New observations have provided insights into whether the birth of giant planets follows a similar course to that of stars. The early phase of star formation is characterized by chaotic and dynamic processes, with complex gas structures known as feeding filaments playing a crucial role. These filaments act as cosmic umbilical cords, feeding gaseous material from the surroundings to the newly formed star. Brown dwarfs, which are celestial objects with masses less than one-tenth that of the Sun, are too small to undergo nuclear fusion and shine like stars. Scientists were unsure whether brown dwarfs form like sun-like stars, but recent observations of the young brown dwarf, Ser-emb 16, revealed large-scale spiral and streamer structures connected to the brown dwarf. These structures cover a vast area and suggest asymmetric mass accretion via feeding filaments, indicating a dynamic formation process similar to that of stars.
The spiral structures and streamers observed around the young brown dwarf provide important clues about how brown dwarfs form.
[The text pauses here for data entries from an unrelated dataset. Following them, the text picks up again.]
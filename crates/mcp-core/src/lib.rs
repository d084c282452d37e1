//! Protocol runtime for a Model Context Protocol server: registries for
//! tools, resources, and prompts; session and operation lifecycle tracking;
//! a transport abstraction with streamable-HTTP and stdio realizations; and
//! the dispatch engine that ties them together.

pub mod auth;
pub mod config;
pub mod engine;
pub mod error;
pub mod model;
pub mod operation;
pub mod protocol;
pub mod registry;
pub mod session;
pub mod transport;

pub use engine::Engine;
pub use error::{McpError, McpResult, TransportError};
pub use model::{
    CallToolResult, Content, PromptArgument, PromptDescriptor, PromptMessage, PromptResult,
    ReadResourceResult, ResourceContent, ResourceDescriptor, ServerCapabilities, ServerInfo,
    ToolDescriptor,
};
pub use operation::{OperationHandle, OperationId, ProgressNotice, ProgressToken};
pub use registry::{PromptHandler, ResourceHandler, RequestContext, ToolContext, ToolHandler};
pub use session::{Session, SessionId, SessionManager};
pub use transport::{Transport, TransportMessage};
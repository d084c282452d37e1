//! Dispatch engine (spec §4.4): binds to one bound [`Transport`], resolves
//! the session for each inbound message, and routes the method table to the
//! registries and operation manager.

use std::sync::Arc;

use serde_json::Value;
use tokio::sync::broadcast;
use tokio::task::JoinHandle;

use crate::error::McpError;
use crate::model::{ServerCapabilities, ServerInfo};
use crate::operation::OperationManager;
use crate::protocol;
use crate::registry::{PromptRegistry, RequestContext, ResourceRegistry, ToolContext, ToolRegistry};
use crate::session::{Session, SessionId, SessionManager};
use crate::transport::{Transport, TransportMessage};

/// The central dispatch engine. One engine can be bound to several
/// transports at once (spec §5: "one spawn per bound transport").
pub struct Engine {
    pub tools: Arc<ToolRegistry>,
    pub resources: Arc<ResourceRegistry>,
    pub prompts: Arc<PromptRegistry>,
    pub sessions: Arc<SessionManager>,
    pub operations: Arc<OperationManager>,
    server_info: ServerInfo,
    capabilities: ServerCapabilities,
}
Simulated scenarios suggest that collisions of collapsing clumps within a star-forming region may trigger the collapse of small clumps to form brown dwarfs. These collisions are believed to generate spirals and streamers of various sizes and morphologies, indicating a dynamic formation process akin to that of Sun-like stars. Alternatively, simulations also suggest that the observed structures could correspond to a large disk around a very young brown dwarf, twisted by the rotation of the brown dwarf core in the presence of a strong magnetic field. This model implies the magnetic field plays a significant role in the brown dwarf formation process.
The high-sensitivity and high-angular resolution observations conducted by an international team of researchers, led by Dr. Basmah Riaz from the University Observatory Munich, have shed light on the early formation stages of brown dwarfs. Comparing the observations with numerical simulations, the researchers found that a gravitational infall scenario could explain the asymmetric mass accretion seen in the form of spirals and streamers around forming brown dwarfs. Ser-emb 16 is a unique case of a brown dwarf caught in the process of forming in a star-like fashion, highlighting the similarities between the formation of brown dwarfs and stars. These new findings provide valuable insights into the formation processes of celestial objects and the role of external environments in shaping their evolution.
The research team’s observations of the young brown dwarf Ser-emb 16 have revealed spectacular large-scale spiral and streamer structures never seen before towards a newly born brown dwarf. These structures, spanning a vast area connected to the brown dwarf, suggest the influence of the external environment in inducing asymmetric mass accretion via feeding filaments. Clumps of matter observed around the brown dwarf could potentially evolve into young brown dwarfs themselves, further supporting the dynamic and chaotic nature of brown dwarf formation processes. The comparison of observations with numerical simulations supports dynamic formation scenarios involving collisions of collapsing clumps or the influence of magnetic fields, offering new insights into the complex processes involved in the birth of brown dwarfs and potentially giant planets.